Kein Konzept und intransparente Verhandlungen

Denn die gehört noch der städtischen Karlsruher Versorgungs-, Verkehrs- und Hafen-Gruppe (KVVH), so dass der Karlsruher Gemeinderat einer Veräußerung des Grundstücks zustimmen müsste. Erst Ende vergangenen Jahres bekräftigte das Gremium, das traditionsreiche Gelände nur in Erbpacht abgeben zu wollen. Voraussetzung dafür müsse aber ein Gesamtkonzept für die Majolika sein, und das sollte bis Anfang Juni da sein. Auch knapp neun Monate nach dem Kauf legte die Gröner Family Office GmbH ein solches Konzept noch nicht vor, teilte die Stadtverwaltung auf Kontext-Anfrage mit. Gröner selbst wollte sich zu dieser und anderen Fragen nicht äußern. "Derzeit befinden wir uns in Abstimmung mit den jeweiligen Entscheidungsträgern und Akteuren und bitten daher um Verständnis, dass wir in laufenden Gesprächen im Vorfeld nicht öffentlich mit der Presse kommunizieren werden", teilt eine Sprecherin der Gröner Group mit.

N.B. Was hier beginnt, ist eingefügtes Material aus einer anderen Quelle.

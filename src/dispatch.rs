//! Claim dispatch: watch ObjectBucketClaims and drive reconcile passes
//!
//! kube's `Controller` never hands a reconciler an object that is already
//! gone, but deprovisioning is triggered exactly by a claim disappearing. The
//! dispatcher therefore watches claims directly and turns every applied or
//! deleted claim into an [`ObjectKey`] for [`ClaimReconciler::reconcile`].
//!
//! Failed passes are retried with exponential backoff and jitter, up to a
//! bounded number of attempts; errors that need an outside fix are not
//! retried. Passes asking for a requeue run again after a fixed delay. A key
//! redelivered while its dispatch is running gets one more pass from that
//! dispatch instead of a second concurrent one.

use std::collections::BTreeMap;
use std::sync::Arc;
use std::time::Duration;

use futures::{stream, StreamExt};
use parking_lot::Mutex;
use kube::runtime::watcher::{self, Event};
use kube::runtime::WatchStreamExt;
use kube::{Api, Client};
use tracing::{debug, error, info, warn};

use crate::config::ProvisionerArgs;
use crate::controller::ClaimReconciler;
use crate::crd::ObjectBucketClaim;
use crate::provisioner::Provisioner;
use crate::retry::{retry_with_backoff_if, RetryConfig};
use crate::store::ObjectKey;
use crate::{Error, Result};

/// Default delay before a pass that asked for a requeue runs again
pub const DEFAULT_REQUEUE_DELAY: Duration = Duration::from_secs(10);

/// Default attempts per claim before waiting for its next change
pub const DEFAULT_MAX_ATTEMPTS: u32 = 10;

/// How claims are dispatched to the reconciler
#[derive(Clone, Debug)]
pub struct DispatchConfig {
    /// Claims reconciled concurrently
    pub concurrency: usize,
    /// Backoff for failed passes
    pub retry: RetryConfig,
    /// Delay before re-running a pass that asked for a requeue
    pub requeue_delay: Duration,
    /// Restrict the watch to one namespace
    pub namespace: Option<String>,
}

impl Default for DispatchConfig {
    fn default() -> Self {
        Self {
            concurrency: 8,
            retry: RetryConfig::with_max_attempts(DEFAULT_MAX_ATTEMPTS),
            requeue_delay: DEFAULT_REQUEUE_DELAY,
            namespace: None,
        }
    }
}

impl DispatchConfig {
    /// Dispatch settings from the command line
    pub fn from_args(args: &ProvisionerArgs) -> Self {
        Self {
            concurrency: args.concurrency.max(1),
            retry: RetryConfig::with_max_attempts(args.max_requeues),
            namespace: args.namespace.clone(),
            ..Default::default()
        }
    }
}

/// Keys to reconcile for a watch event
///
/// Applied and deleted claims both map to their key; the reconciler decides
/// between provisioning and deprovisioning by looking the claim up again.
pub fn event_keys(event: Event<ObjectBucketClaim>) -> Vec<ObjectKey> {
    match event {
        Event::Apply(claim) | Event::InitApply(claim) | Event::Delete(claim) => {
            ObjectKey::for_resource(&claim).into_iter().collect()
        }
        Event::Init | Event::InitDone => Vec::new(),
    }
}

/// Keys with a running dispatch, flagged when delivered again meanwhile
#[derive(Default)]
struct InFlight {
    keys: Mutex<BTreeMap<ObjectKey, bool>>,
}

impl InFlight {
    /// Returns false if another dispatch already owns `key`; that dispatch
    /// then runs one more pass before releasing it.
    fn begin(&self, key: &ObjectKey) -> bool {
        let mut keys = self.keys.lock();
        match keys.get_mut(key) {
            Some(redelivered) => {
                *redelivered = true;
                false
            }
            None => {
                keys.insert(key.clone(), false);
                true
            }
        }
    }

    /// Release `key`, or return true if it was redelivered and needs another pass
    fn finish(&self, key: &ObjectKey) -> bool {
        let mut keys = self.keys.lock();
        match keys.get_mut(key) {
            Some(redelivered) if *redelivered => {
                *redelivered = false;
                true
            }
            _ => {
                keys.remove(key);
                false
            }
        }
    }
}

/// Feeds claim keys from a watch into a [`ClaimReconciler`]
pub struct ClaimDispatcher {
    reconciler: Arc<ClaimReconciler>,
    config: DispatchConfig,
    in_flight: InFlight,
}

impl ClaimDispatcher {
    /// Create a dispatcher for the given reconciler
    pub fn new(reconciler: Arc<ClaimReconciler>, config: DispatchConfig) -> Self {
        Self {
            reconciler,
            config,
            in_flight: InFlight::default(),
        }
    }

    /// Watch claims until the watch stream ends
    pub async fn run(self, client: Client) {
        let api: Api<ObjectBucketClaim> = match &self.config.namespace {
            Some(namespace) => Api::namespaced(client, namespace),
            None => Api::all(client),
        };

        info!(
            provisioner = %self.reconciler.provisioner_name(),
            namespace = ?self.config.namespace,
            concurrency = self.config.concurrency,
            "watching object bucket claims"
        );

        let keys = watcher::watcher(api, watcher::Config::default())
            .default_backoff()
            .filter_map(|event| async move {
                match event {
                    Ok(event) => Some(stream::iter(event_keys(event))),
                    Err(e) => {
                        warn!(error = %e, "claim watch error");
                        None
                    }
                }
            })
            .flatten();

        let this = &self;
        keys.for_each_concurrent(self.config.concurrency, move |key| async move {
            // Errors are logged by dispatch; the next change redelivers the claim
            let _ = this.dispatch(&key).await;
        })
        .await;

        warn!("claim watch ended");
    }

    /// Reconcile one claim, retrying failed passes and honoring requeues
    ///
    /// Returns at once if a dispatch for `key` is already running; that one
    /// picks up the redelivery.
    pub async fn dispatch(&self, key: &ObjectKey) -> Result<()> {
        if !self.in_flight.begin(key) {
            debug!(claim = %key, "dispatch already running, coalescing");
            return Ok(());
        }
        loop {
            let result = self.dispatch_once(key).await;
            if !self.in_flight.finish(key) {
                return result;
            }
            debug!(claim = %key, "claim changed during dispatch, running again");
        }
    }

    async fn dispatch_once(&self, key: &ObjectKey) -> Result<()> {
        let operation = format!("reconcile {key}");
        loop {
            let result = retry_with_backoff_if(
                &self.config.retry,
                &operation,
                Error::is_retryable,
                || self.reconciler.reconcile(key),
            )
            .await;

            match result {
                Ok(outcome) if outcome.requeue => {
                    debug!(claim = %key, delay_secs = self.config.requeue_delay.as_secs(), "requeueing");
                    tokio::time::sleep(self.config.requeue_delay).await;
                }
                Ok(_) => return Ok(()),
                Err(e) => {
                    error!(claim = %key, error = %e, "giving up on claim until its next change");
                    return Err(e);
                }
            }
        }
    }
}

/// Run the claim controller for `provisioner` until the watch ends
///
/// Connects with the ambient kube configuration. Logging is left to the
/// caller (see [`crate::telemetry::init_logging`]).
///
/// # Example
///
/// ```ignore
/// let args = Cli::parse().provisioner;
/// init_logging(args.log_json)?;
/// run_controller(&args, Arc::new(MyS3Provisioner::new())).await?;
/// ```
pub async fn run_controller(args: &ProvisionerArgs, provisioner: Arc<dyn Provisioner>) -> Result<()> {
    let client = Client::try_default().await?;
    let reconciler = Arc::new(ClaimReconciler::from_client(
        client.clone(),
        provisioner,
        &args.provisioner_name,
        args.reconciler_options(),
    ));
    ClaimDispatcher::new(reconciler, DispatchConfig::from_args(args))
        .run(client)
        .await;
    Ok(())
}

Bis dato laufen die Verhandlungen über die Erbpacht ausschließlich zwischen der Unternehmensleitung und der Stadtspitze. Schon im März wurde die Abwicklung der Majolika erst in einem Gespräch des Karlsruher Oberbürgermeisters Frank Mentrup (SPD) mit Gröner in Berlin gestoppt. In der vergangenen Woche sollten dann eigentlich erste Gespräche mit der Immobilieneigentümerin KVVH stattfinden, die aber kurz zuvor von den Gröner-Vertretern abgesagt wurden. Das Verhältnis gilt nicht nur durch die schon lange ausstehenden Mietzahlungen als belastet. In den ersten Monaten nach der Übernahme liefen große Mietrückstände auf, wie auch die Stadtverwaltung bestätigt: "Seit April erfolgen die Zahlungen der Grundmiete und der Nebenkosten. Zahlungsrückstände aus den vergangenen Monaten sind noch vorhanden."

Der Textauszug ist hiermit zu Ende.